At the end of the third week, Osborne took Riley to her home in East Middlebury for five hours so that Anna and Justin could just go home and sleep.
“That was the first time we felt like we didn’t have control,” Anna said. “We were so tired that we felt like we couldn’t even take care of ourselves.”
Anna knows that her mother loves having her grandson around. “He was there five or six hours and I don’t think he ever got put down,” Anna said. But still Anna sometimes finds it difficult to ask for help.
“She always offers, but I feel kind of guilty asking her,” Anna said. “She’s sooo busy. She’s coaching the skating show, and I’m not doing that this year.”
And Osborne is busy with her job at Middlebury College working with students.
But Anna’s assessment of grandma’s help is unequivocal.
“She’s been great,” she said.
As the Harringtons marked the first month of tiny Riley’s life, they paused for a moment to savor the milestones their son had already achieved — a growing sense of alertness and tracking of the world around him with his eyes, Anna even filed his nails once, after he scratched his face (“He was sort of OK with it, he wasn’t happy, but OK,” Anna said). The initial jaundice has completely disappeared. The sleeping is quite good at times. They spent an hour and a half in a restaurant when relatives came to visit.
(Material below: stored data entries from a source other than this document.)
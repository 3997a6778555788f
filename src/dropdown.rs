//! Selector value dropdown and the controller that keeps it in sync with the
//! selector type and the session cache.

use crate::cache::SessionCache;
use crate::config::{
    DEFAULT_IMAGE_OPTIONS, DEFAULT_LINK_OPTIONS, META_OPTIONS, ROBOTS_LABEL, ROBOTS_VALUE,
    SENTINEL_LABEL,
};
use crate::events::{EventEmitter, PageEvent};
use crate::utils::{selector_help, validate_url, InputValidity};
use crate::{SelectorCategory, SelectorOptions, SelectorSelection};
use log::debug;
use std::cell::RefCell;
use std::rc::Rc;

#[derive(Debug, Clone, PartialEq, Eq)]
pub struct DropdownOption {
    pub label: String,
    pub value: String,
}

impl DropdownOption {
    pub fn new(label: impl Into<String>, value: impl Into<String>) -> Self {
        Self {
            label: label.into(),
            value: value.into(),
        }
    }

    /// Option whose label doubles as its value.
    fn same(label: &str) -> Self {
        Self::new(label, label)
    }
}

/// A top-level `<option>` or an `<optgroup>` with its children.
#[derive(Debug, Clone, PartialEq, Eq)]
pub enum DropdownEntry {
    Choice(DropdownOption),
    Group {
        label: String,
        options: Vec<DropdownOption>,
    },
}

#[derive(Debug, Clone, Copy, PartialEq, Eq, Default)]
pub enum DropdownState {
    #[default]
    Empty,
    Loading,
    Populated(SelectorCategory),
    Error,
}

/// Render model for the `selector_value` element.
#[derive(Debug, Clone, PartialEq, Eq, Default)]
pub struct ValueDropdown {
    pub entries: Vec<DropdownEntry>,
    pub disabled: bool,
    pub state: DropdownState,
}

impl ValueDropdown {
    /// Value the browser selects after a repopulation: the first option.
    pub fn first_value(&self) -> String {
        self.options().next().map(|o| o.value.clone()).unwrap_or_default()
    }

    /// All options in document order, groups flattened.
    pub fn options(&self) -> impl Iterator<Item = &DropdownOption> {
        self.entries.iter().flat_map(|e| match e {
            DropdownEntry::Choice(o) => std::slice::from_ref(o).iter(),
            DropdownEntry::Group { options, .. } => options.iter(),
        })
    }

    fn placeholder(&mut self, label: &str, disabled: bool, state: DropdownState) {
        self.entries = vec![DropdownEntry::Choice(DropdownOption::new(label, ""))];
        self.disabled = disabled;
        self.state = state;
    }
}

/// Build the dropdown contents for `category`.
///
/// `robots` is a single fixed option. Every other category starts with the
/// empty sentinel, followed by the recommended group or an empty-state entry.
pub fn build_entries(
    category: SelectorCategory,
    options: Option<&SelectorOptions>,
) -> Vec<DropdownEntry> {
    let values: Vec<DropdownOption> = match category {
        SelectorCategory::Robots => {
            return vec![DropdownEntry::Choice(DropdownOption::new(
                ROBOTS_LABEL,
                ROBOTS_VALUE,
            ))];
        }
        SelectorCategory::Meta => META_OPTIONS.iter().map(|s| DropdownOption::same(s)).collect(),
        _ => {
            let found = options.map(|o| o.values(category)).unwrap_or(&[]);
            if !found.is_empty() {
                found.iter().map(|s| DropdownOption::same(s)).collect()
            } else {
                match category {
                    SelectorCategory::Images => {
                        DEFAULT_IMAGE_OPTIONS.iter().map(|s| DropdownOption::same(s)).collect()
                    }
                    SelectorCategory::Links => {
                        DEFAULT_LINK_OPTIONS.iter().map(|s| DropdownOption::same(s)).collect()
                    }
                    _ => Vec::new(),
                }
            }
        }
    };

    let description = category.description();
    let mut entries = vec![DropdownEntry::Choice(DropdownOption::new(SENTINEL_LABEL, ""))];
    if values.is_empty() {
        entries.push(DropdownEntry::Choice(DropdownOption::new(
            format!("No {} found", description.to_lowercase()),
            "",
        )));
    } else {
        entries.push(DropdownEntry::Group {
            label: format!("Recommended {}", description),
            options: values,
        });
    }
    entries
}

#[derive(Debug, Default)]
struct FormState {
    category: SelectorCategory,
    selected_value: String,
    url: String,
    url_validity: InputValidity,
    url_checked: bool,
    dropdown: ValueDropdown,
}

/// Binds the selector type to the cached options. Clones share state.
#[derive(Clone)]
pub struct SelectorFormController {
    state: Rc<RefCell<FormState>>,
    cache: Rc<RefCell<SessionCache>>,
    events: EventEmitter<PageEvent>,
}

impl SelectorFormController {
    pub fn new(cache: Rc<RefCell<SessionCache>>, events: EventEmitter<PageEvent>) -> Self {
        Self {
            state: Rc::new(RefCell::new(FormState::default())),
            cache,
            events,
        }
    }

    /// Record a selector type change and repopulate from the cache.
    ///
    /// While a fetch is pending only the category is recorded; the response
    /// populates for whichever category is current when it lands.
    pub fn on_type_change(&self, category: SelectorCategory) {
        self.state.borrow_mut().category = category;
        if self.cache.borrow().is_loading() && category != SelectorCategory::Robots {
            debug!("type changed to {category} during fetch, deferring population");
            return;
        }
        let options = self.cache.borrow().current();
        self.populate(category, options.as_deref());
    }

    /// Replace the dropdown contents for `category` and re-enable it.
    pub fn populate(&self, category: SelectorCategory, options: Option<&SelectorOptions>) {
        {
            let mut st = self.state.borrow_mut();
            st.dropdown.entries = build_entries(category, options);
            st.dropdown.disabled = false;
            st.dropdown.state = DropdownState::Populated(category);
            st.selected_value = st.dropdown.first_value();
        }
        self.events.emit(&PageEvent::DropdownChanged);
    }

    /// Populate for the current category from the given options.
    pub fn populate_current(&self, options: &SelectorOptions) {
        let category = self.category();
        self.populate(category, Some(options));
    }

    /// Disable the dropdown behind a loading placeholder.
    pub fn begin_loading(&self, placeholder: &str) {
        self.set_placeholder(placeholder, true, DropdownState::Loading);
    }

    /// Re-enable the dropdown behind an error placeholder.
    pub fn fail(&self, placeholder: &str) {
        self.set_placeholder(placeholder, false, DropdownState::Error);
    }

    fn set_placeholder(&self, label: &str, disabled: bool, state: DropdownState) {
        {
            let mut st = self.state.borrow_mut();
            st.dropdown.placeholder(label, disabled, state);
            st.selected_value.clear();
        }
        self.events.emit(&PageEvent::DropdownChanged);
    }

    /// Update the URL field and its validity styling. Returns whether the
    /// value is acceptable.
    pub fn set_url(&self, url: &str) -> bool {
        let validity = validate_url(url);
        {
            let mut st = self.state.borrow_mut();
            st.url = url.to_string();
            st.url_validity = validity;
            st.url_checked = true;
        }
        self.events.emit(&PageEvent::UrlValidityChanged);
        validity.is_valid()
    }

    pub fn select_value(&self, value: &str) {
        self.state.borrow_mut().selected_value = value.to_string();
    }

    pub fn category(&self) -> SelectorCategory {
        self.state.borrow().category
    }

    pub fn help_text(&self) -> &'static str {
        selector_help(self.category())
    }

    pub fn url_validity(&self) -> InputValidity {
        self.state.borrow().url_validity
    }

    /// Validity class for the URL field: none before the first change, then
    /// `is-valid`/`is-invalid`, including `is-valid` for a cleared field.
    pub fn url_class(&self) -> Option<&'static str> {
        let st = self.state.borrow();
        st.url_checked.then(|| st.url_validity.css_class())
    }

    pub fn dropdown(&self) -> ValueDropdown {
        self.state.borrow().dropdown.clone()
    }

    pub fn selection(&self) -> SelectorSelection {
        let st = self.state.borrow();
        SelectorSelection {
            selector_type: st.category,
            selector_value: st.selected_value.clone(),
            url: st.url.clone(),
        }
    }
}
And they look forward to breakthroughs just over the horizon — controlling his head, sitting up, playing on the mat and, of course, sleeping through the night.
And there’s also a recognition that time is passing and they are really doing it, they are being parents.
“It seems like it’s gone fast … maybe too fast,” Anna said, “maybe just the right amount of fast.
“I don’t mind these days flying by — fussing and being up every three hours; maybe in a month I’ll want it to slow down.”